Tue, 01/11/2022 - 13:49
Valerie Levine of the Ice Theatre of New York was among a half-dozen professionals who performed in an ice show at the Buckskill Winter Club here Saturday evening.
Craig Macnaughton

Judging from the scores of skaters there Saturday afternoon, the Buckskill Winter Club is the place to be this season, and, despite the fact that the weather swings since Thanksgiving have caused several rebuilds of the rink’s ice, “people are telling me that the ice this year is the best ever,” Doug De Groot said during a conversation in the clubhouse.

Last winter, because of the Covid pandemic, “we just skated around,” said De Groot, who co-owns Buckskill with his wife, Kathryn. But there’s a lot going on at the tennis and skating club now when it comes to figure skating, hockey, and even curling. There was a professional ice show there Saturday evening with half a dozen performers from the Chelsea Piers-based Ice Theatre of New York, two of whose members, Sarah France and Christopher Aaron Singletary, give lessons at the club.

An ice dance coach and choreographer since 1998, France — she’s also an aerialist, modern dancer, and inline artistic figure skater — is in her second year as Buckskill’s figure skating director. “Sarah looks at skaters as both athletes and artists, and seeks to draw out their performance skills with a keen eye toward technical accuracy and precise movement on and off the ice,” her bio, posted next to the clubhouse’s fireplace, says.

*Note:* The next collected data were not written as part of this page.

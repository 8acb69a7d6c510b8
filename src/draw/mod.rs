//! Text drawing backends.
//!
//! The layout engine only needs [`TextMetrics`]; replaying a finished layout
//! needs a [`TextCanvas`]. [`TtfCanvas`] draws the font files named by the
//! font profiles, [`MonoCanvas`] is the built-in bitmap fallback.

mod mono;
mod raster;
pub mod text_styles;
mod ttf;

pub use mono::{parse_color, DrawError, MonoCanvas};
pub use raster::ImageTarget;
pub use ttf::{TtfCanvas, TtfFont};

use crate::layout::MonthLayout;

/// Rendered size of a piece of text in pixels
#[derive(Debug, Clone, Copy, PartialEq, Eq, Default)]
pub struct TextSize {
    pub width: u32,
    pub height: u32,
}

impl TextSize {
    pub const ZERO: Self = Self {
        width: 0,
        height: 0,
    };

    pub const fn new(width: u32, height: u32) -> Self {
        Self { width, height }
    }
}

pub trait TextMetrics {
    type Font;

    /// Size of the inked text. Text without visible glyphs measures `(0, 0)`.
    fn measure_text(&self, text: &str, font: &Self::Font) -> TextSize;
}

pub trait TextCanvas: TextMetrics {
    type Error;

    /// Draws `text` with its top-left corner at `(x, y)`
    fn draw_text(
        &mut self,
        x: f32,
        y: f32,
        text: &str,
        color: &str,
        font: &Self::Font,
    ) -> Result<(), Self::Error>;
}

/// Replays every instruction of `layout` on `canvas`, in order
pub fn draw_instructions<C: TextCanvas>(
    canvas: &mut C,
    layout: &MonthLayout<C::Font>,
) -> Result<(), C::Error> {
    for instruction in &layout.instructions {
        canvas.draw_text(
            instruction.position.x,
            instruction.position.y,
            &instruction.text,
            instruction.color,
            &instruction.font,
        )?;
    }
    Ok(())
}
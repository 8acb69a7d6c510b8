//! Drawing a laid out month onto a raster image.

use std::path::{Path, PathBuf};

use image::RgbImage;
use month_calendar::{
    colors,
    draw::{
        draw_instructions, text_styles::profont, ImageTarget, MonoCanvas, TextCanvas, TextMetrics,
        TextSize, TtfCanvas, TtfFont,
    },
    fonts,
    holidays::{HolidayFetchError, HolidayOracle, HolidayProvider},
    CalendarError, FontProfile, LayoutConstants, MonthLayoutEngine,
};

struct Offline;

impl HolidayProvider for Offline {
    fn fetch_raw(&self, _year: i32) -> Result<String, HolidayFetchError> {
        Err(HolidayFetchError::Transport("network unreachable".to_owned()))
    }
}

struct Fixture(&'static str);

impl HolidayProvider for Fixture {
    fn fetch_raw(&self, _year: i32) -> Result<String, HolidayFetchError> {
        Ok(self.0.to_owned())
    }
}

#[test]
fn network_failure_still_renders() {
    let fetch = HolidayOracle::new(Offline).fetch(2024);
    assert!(fetch.degraded);
    assert!(fetch.holidays.is_empty());

    let constants = LayoutConstants::default();
    let mut canvas = MonoCanvas::new(ImageTarget::new(
        constants.canvas_width,
        constants.canvas_height,
    ));
    let policy = colors::lookup("black").unwrap();
    canvas.clear(policy.background).unwrap();

    let font = profont(24).unwrap();
    let layout = MonthLayoutEngine::new(&canvas, constants)
        .layout(
            2024,
            1,
            fonts::lookup("Noto Sans JP").unwrap(),
            &font,
            policy,
            &fetch.holidays,
        )
        .unwrap();
    draw_instructions(&mut canvas, &layout).unwrap();

    let image = canvas.into_inner().into_image();
    let has = |rgb: [u8; 3]| image.pixels().any(|pixel| pixel.0 == rgb);
    assert!(has([0, 0, 0]), "no default-colored ink");
    assert!(has([255, 0, 0]), "no Sunday ink");
    assert!(has([0, 0, 255]), "no Saturday ink");
}

#[test]
fn month_label_centers_on_profont_metrics() {
    let constants = LayoutConstants::default();
    let canvas = MonoCanvas::new(ImageTarget::new(1, 1));
    let font = profont(18).unwrap();
    let size = canvas.measure_text("07", &font);

    let layout = MonthLayoutEngine::new(&canvas, constants)
        .layout(
            2025,
            7,
            fonts::lookup("Murecho").unwrap(),
            &font,
            colors::lookup("white").unwrap(),
            &Default::default(),
        )
        .unwrap();
    let label = layout.month_label().unwrap();
    assert_eq!(label.position.x, constants.month_center_x - size.width as f32 / 2.0);
    assert_eq!(label.position.y, constants.month_center_y - size.height as f32 / 2.0);
}

#[test]
fn fetched_holidays_are_colored() {
    let fetch = HolidayOracle::new(Fixture(
        r#"[{"date":"2024-01-01","name":"New Year's Day"},{"date":"2024-01-08","name":"Coming of Age Day"}]"#,
    ))
    .fetch(2024);
    assert!(!fetch.degraded);

    let canvas = MonoCanvas::new(ImageTarget::new(1, 1));
    let font = profont(24).unwrap();
    let layout = MonthLayoutEngine::new(&canvas, LayoutConstants::default())
        .layout(
            2024,
            1,
            fonts::lookup("Noto Sans JP").unwrap(),
            &font,
            colors::lookup("white").unwrap(),
            &fetch.holidays,
        )
        .unwrap();
    assert_eq!(layout.day(1).unwrap().color, "pink");
    assert_eq!(layout.day(8).unwrap().color, "pink");
    assert_eq!(layout.day(2).unwrap().color, "white");
}

#[test]
fn saves_png() {
    let dir = tempfile::tempdir().unwrap();
    let path = dir.path().join("calendar.png");
    let mut canvas = MonoCanvas::new(ImageTarget::new(32, 32));
    canvas.clear("white").unwrap();
    canvas.target().save(&path).unwrap();

    let decoded = image::open(&path).unwrap();
    assert_eq!((decoded.width(), decoded.height()), (32, 32));
}

const FONT_DIRS: [&str; 3] = [
    "/usr/share/fonts/truetype/dejavu",
    "/usr/share/fonts/TTF",
    "/usr/share/fonts/dejavu",
];

/// A font file shipped with the OS, if this machine has it
fn system_font(file: &str) -> Option<PathBuf> {
    let found = FONT_DIRS
        .iter()
        .map(|dir| Path::new(dir).join(file))
        .find(|path| path.is_file());
    if found.is_none() {
        eprintln!("{file} not installed, skipping");
    }
    found
}

fn profile_for(path: &Path) -> FontProfile {
    FontProfile {
        font_path: path.to_owned(),
        space_padding_count: 2,
        day_name_padding_pixels: 0,
        single_digit_date_padding_pixels: 0,
    }
}

fn non_background_box(image: &RgbImage, background: [u8; 3]) -> Option<TextSize> {
    let mut bounds: Option<(u32, u32, u32, u32)> = None;
    for (x, y, pixel) in image.enumerate_pixels() {
        if pixel.0 == background {
            continue;
        }
        bounds = Some(match bounds {
            Some((x0, y0, x1, y1)) => (x.min(x0), y.min(y0), x.max(x1), y.max(y1)),
            None => (x, y, x, y),
        });
    }
    bounds.map(|(x0, y0, x1, y1)| TextSize::new(x1 - x0 + 1, y1 - y0 + 1))
}

fn render_outline_page(profile: &FontProfile, size_px: f32) -> RgbImage {
    let constants = LayoutConstants::default();
    let font = TtfFont::for_profile(profile, Path::new("/"), size_px).unwrap();
    let mut canvas = TtfCanvas::new(ImageTarget::new(
        constants.canvas_width,
        constants.canvas_height,
    ));
    let policy = colors::lookup("black").unwrap();
    canvas.clear(policy.background).unwrap();
    let layout = MonthLayoutEngine::new(&canvas, constants)
        .layout(2024, 1, profile, &font, policy, &Default::default())
        .unwrap();
    draw_instructions(&mut canvas, &layout).unwrap();
    canvas.into_inner().into_image()
}

#[test]
fn profile_font_file_must_exist() {
    let dir = tempfile::tempdir().unwrap();
    let profile = fonts::lookup("Murecho").unwrap();
    let err = TtfFont::for_profile(profile, dir.path(), 24.0).unwrap_err();
    assert!(
        matches!(&err, CalendarError::FontAsset { path, .. } if path.ends_with("ttf/Murecho-Regular.ttf")),
        "{err}"
    );
}

#[test]
fn selected_font_changes_the_page() {
    let (Some(sans), Some(serif)) = (system_font("DejaVuSans.ttf"), system_font("DejaVuSerif.ttf"))
    else {
        return;
    };
    let sans_page = render_outline_page(&profile_for(&sans), 28.0);
    let serif_page = render_outline_page(&profile_for(&serif), 28.0);

    assert!(non_background_box(&sans_page, [255, 255, 255]).is_some());
    assert!(sans_page.as_raw() != serif_page.as_raw());
}

#[test]
fn outline_measurement_matches_drawn_ink() {
    let Some(sans) = system_font("DejaVuSans.ttf") else {
        return;
    };
    let font = TtfFont::load(&sans, 32.0).unwrap();
    for text in ["1", "7", "31", "  M", "S"] {
        let mut canvas = TtfCanvas::new(ImageTarget::new(160, 80));
        canvas.clear("white").unwrap();
        let measured = canvas.measure_text(text, &font);
        canvas.draw_text(10.0, 10.0, text, "black", &font).unwrap();

        let drawn = non_background_box(canvas.target().image(), [255, 255, 255]).unwrap();
        // edge pixels of the outline bounds may get no coverage at all
        let context = format!("{text:?}: measured {measured:?}, drawn {drawn:?}");
        assert!(drawn.width <= measured.width, "{context}");
        assert!(measured.width - drawn.width <= 2, "{context}");
        assert!(drawn.height <= measured.height, "{context}");
        assert!(measured.height - drawn.height <= 2, "{context}");
    }
    let canvas = TtfCanvas::new(ImageTarget::new(1, 1));
    assert_eq!(canvas.measure_text("   ", &font), TextSize::ZERO);
}
use std::path::PathBuf;

use thiserror::Error;

pub type CalendarResult<T> = Result<T, CalendarError>;

/// Errors surfaced to whoever asked for a calendar to be laid out.
///
/// Holiday fetch problems never show up here, see [`crate::holidays::HolidayOracle`].
#[derive(Debug, Error)]
pub enum CalendarError {
    #[error("unknown font: {0}")]
    UnknownFont(String),

    #[error("unknown color preset: {0}")]
    UnknownPreset(String),

    #[error("month out of range: {0} (expected 1-12)")]
    InvalidMonth(u32),

    #[error("year out of supported range: {0}")]
    InvalidYear(i32),

    #[error("embedded font table is malformed: {0}")]
    FontTable(String),

    #[error("cannot load font file {}: {reason}", .path.display())]
    FontAsset { path: PathBuf, reason: String },

    #[error("invalid layout constants: {0}")]
    InvalidLayout(String),
}
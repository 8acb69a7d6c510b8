//! Named color presets.
//!
//! Colors are plain CSS color names. Only the drawing backend interprets them.

use crate::error::{CalendarError, CalendarResult};

pub const DEFAULT_PRESET: &str = "black";

#[derive(Debug, Clone, Copy, PartialEq, Eq)]
pub struct ColorPolicy {
    pub default: &'static str,
    pub saturday: &'static str,
    pub sunday: &'static str,
    pub holiday: &'static str,
    /// Canvas fill for raster output
    pub background: &'static str,
}

const COLOR_PRESETS: &[(&str, ColorPolicy)] = &[
    (
        "black",
        ColorPolicy {
            default: "black",
            saturday: "blue",
            sunday: "red",
            holiday: "red",
            background: "white",
        },
    ),
    (
        "white",
        ColorPolicy {
            default: "white",
            saturday: "lightblue",
            sunday: "pink",
            holiday: "pink",
            background: "darkslategray",
        },
    ),
];

impl ColorPolicy {
    /// Color for a grid column, holidays first, then Sunday and Saturday
    pub const fn color_for(&self, column: u8, is_holiday: bool) -> &'static str {
        if is_holiday {
            self.holiday
        } else {
            self.weekday_color(column)
        }
    }

    /// Color for a column ignoring holidays, as used by the weekday header
    pub const fn weekday_color(&self, column: u8) -> &'static str {
        match column {
            0 => self.sunday,
            6 => self.saturday,
            _ => self.default,
        }
    }
}

pub fn lookup(preset_name: &str) -> CalendarResult<&'static ColorPolicy> {
    COLOR_PRESETS
        .iter()
        .find(|(name, _)| *name == preset_name)
        .map(|(_, policy)| policy)
        .ok_or_else(|| CalendarError::UnknownPreset(preset_name.to_owned()))
}

pub fn preset_names() -> impl Iterator<Item = &'static str> {
    COLOR_PRESETS.iter().map(|(name, _)| *name)
}
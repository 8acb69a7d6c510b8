use core::convert::Infallible;
use core::fmt::Debug;

use embedded_graphics::{
    mono_font::MonoTextStyle,
    pixelcolor::Rgb888,
    prelude::*,
    text::{renderer::TextRenderer, Baseline, Text, TextStyle},
};
use thiserror::Error;

use super::{text_styles::FontHandle, TextCanvas, TextMetrics, TextSize};

#[derive(Debug, Error)]
pub enum DrawError<E: Debug> {
    #[error("unsupported color: {0}")]
    Color(String),

    #[error("draw target error: {0:?}")]
    Target(E),
}

/// Resolves a CSS color name (or hex/rgb notation) to a pixel color
pub fn parse_color(name: &str) -> Option<Rgb888> {
    let [r, g, b, _] = csscolorparser::parse(name).ok()?.to_rgba8();
    Some(Rgb888::new(r, g, b))
}

/// Scratch target that only records where pixels land
struct InkBounds {
    area: Size,
    extent: Option<(Point, Point)>,
}

impl InkBounds {
    fn new(area: Size) -> Self {
        Self { area, extent: None }
    }

    fn ink_size(&self) -> TextSize {
        match self.extent {
            Some((min, max)) => {
                let span = max - min;
                TextSize::new(span.x as u32 + 1, span.y as u32 + 1)
            }
            None => TextSize::ZERO,
        }
    }
}

impl OriginDimensions for InkBounds {
    fn size(&self) -> Size {
        self.area
    }
}

impl DrawTarget for InkBounds {
    type Color = Rgb888;
    type Error = Infallible;

    fn draw_iter<I>(&mut self, pixels: I) -> Result<(), Self::Error>
    where
        I: IntoIterator<Item = Pixel<Self::Color>>,
    {
        for Pixel(point, _) in pixels {
            self.extent = Some(match self.extent {
                Some((min, max)) => (min.component_min(point), max.component_max(point)),
                None => (point, point),
            });
        }
        Ok(())
    }
}

/// Draws text with profont bitmap fonts on any embedded-graphics target.
///
/// Text is placed by the top of its character cell, so glyphs without
/// ascenders start a few pixels below `y`.
pub struct MonoCanvas<D> {
    target: D,
}

impl<D> MonoCanvas<D>
where
    D: DrawTarget<Color = Rgb888>,
    D::Error: Debug,
{
    pub fn new(target: D) -> Self {
        Self { target }
    }

    /// Fills the whole target with `color`
    pub fn clear(&mut self, color: &str) -> Result<(), DrawError<D::Error>> {
        let color = parse_color(color).ok_or_else(|| DrawError::Color(color.to_owned()))?;
        self.target.clear(color).map_err(DrawError::Target)
    }

    pub fn target(&self) -> &D {
        &self.target
    }

    pub fn into_inner(self) -> D {
        self.target
    }
}

impl<D> TextMetrics for MonoCanvas<D> {
    type Font = FontHandle;

    /// Renders `text` off-screen and returns the bounds of the lit pixels
    fn measure_text(&self, text: &str, font: &FontHandle) -> TextSize {
        let style = MonoTextStyle::new(*font, Rgb888::WHITE);
        let cell = style
            .measure_string(text, Point::zero(), Baseline::Top)
            .bounding_box;
        let mut ink = InkBounds::new(cell.size);
        let drawn = Text::with_text_style(
            text,
            Point::zero(),
            style,
            TextStyle::with_baseline(Baseline::Top),
        )
        .draw(&mut ink);
        if let Err(never) = drawn {
            match never {}
        }
        ink.ink_size()
    }
}

impl<D> TextCanvas for MonoCanvas<D>
where
    D: DrawTarget<Color = Rgb888>,
    D::Error: Debug,
{
    type Error = DrawError<D::Error>;

    fn draw_text(
        &mut self,
        x: f32,
        y: f32,
        text: &str,
        color: &str,
        font: &FontHandle,
    ) -> Result<(), Self::Error> {
        let color = parse_color(color).ok_or_else(|| DrawError::Color(color.to_owned()))?;
        let style = MonoTextStyle::new(*font, color);
        Text::with_text_style(
            text,
            Point::new(x.round() as i32, y.round() as i32),
            style,
            TextStyle::with_baseline(Baseline::Top),
        )
        .draw(&mut self.target)
        .map_err(DrawError::Target)?;
        Ok(())
    }
}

Singletary, 26, a fellow Ice Theatre performer whom France recruited this winter, and who has skated competitively since the age of 7, is available for lessons throughout the week. The club’s other figure skating instructors are Milly Wasserman, one of the Ice Theatre of New York’s apprentice soloists, Brittni Svanberg, an East Hamptoner who skated with Boston University’s figure skating club until her graduation in 2018, and Emma Dahl, who trained at the University of Delaware for six years and has been a figure skating instructor at Buckskill for the past five. De Groot said that Sama Azadi, “a landscape architect whose true love is skating,” has also been added to the figure skating staff.

Tim Luzadre, who has been with the Winter Club since the beginning 18 years ago, heads its ice hockey program, which this winter, under the sponsorship of the Peconic Hockey Foundation, has 16-u, 12-u, and 10-u teams. The younger kids practice Sunday mornings, the older ones, a number of whom live up the

Island, practice Thursday evenings. Evening drop-in hockey for adults has been a big draw too, said De Groot, who added that curling, the bocce-on-ice game, with curlers, stones, and sweepers that originated in Scotland in the 16th century and is now a winter Olympic sport, is to be introduced at the rink soon by members of the Long Island Curling Club in Syosset.

“We’ve got one [15-by-150-foot] ‘sheet’ down already,” De Groot said. “And we’ve got the equipment. We’re just waiting on the curling club to come out and show us how to play.” Given the rink’s National Hockey League dimensions, 85 by 200 feet, as many as five sheets could be accommodated.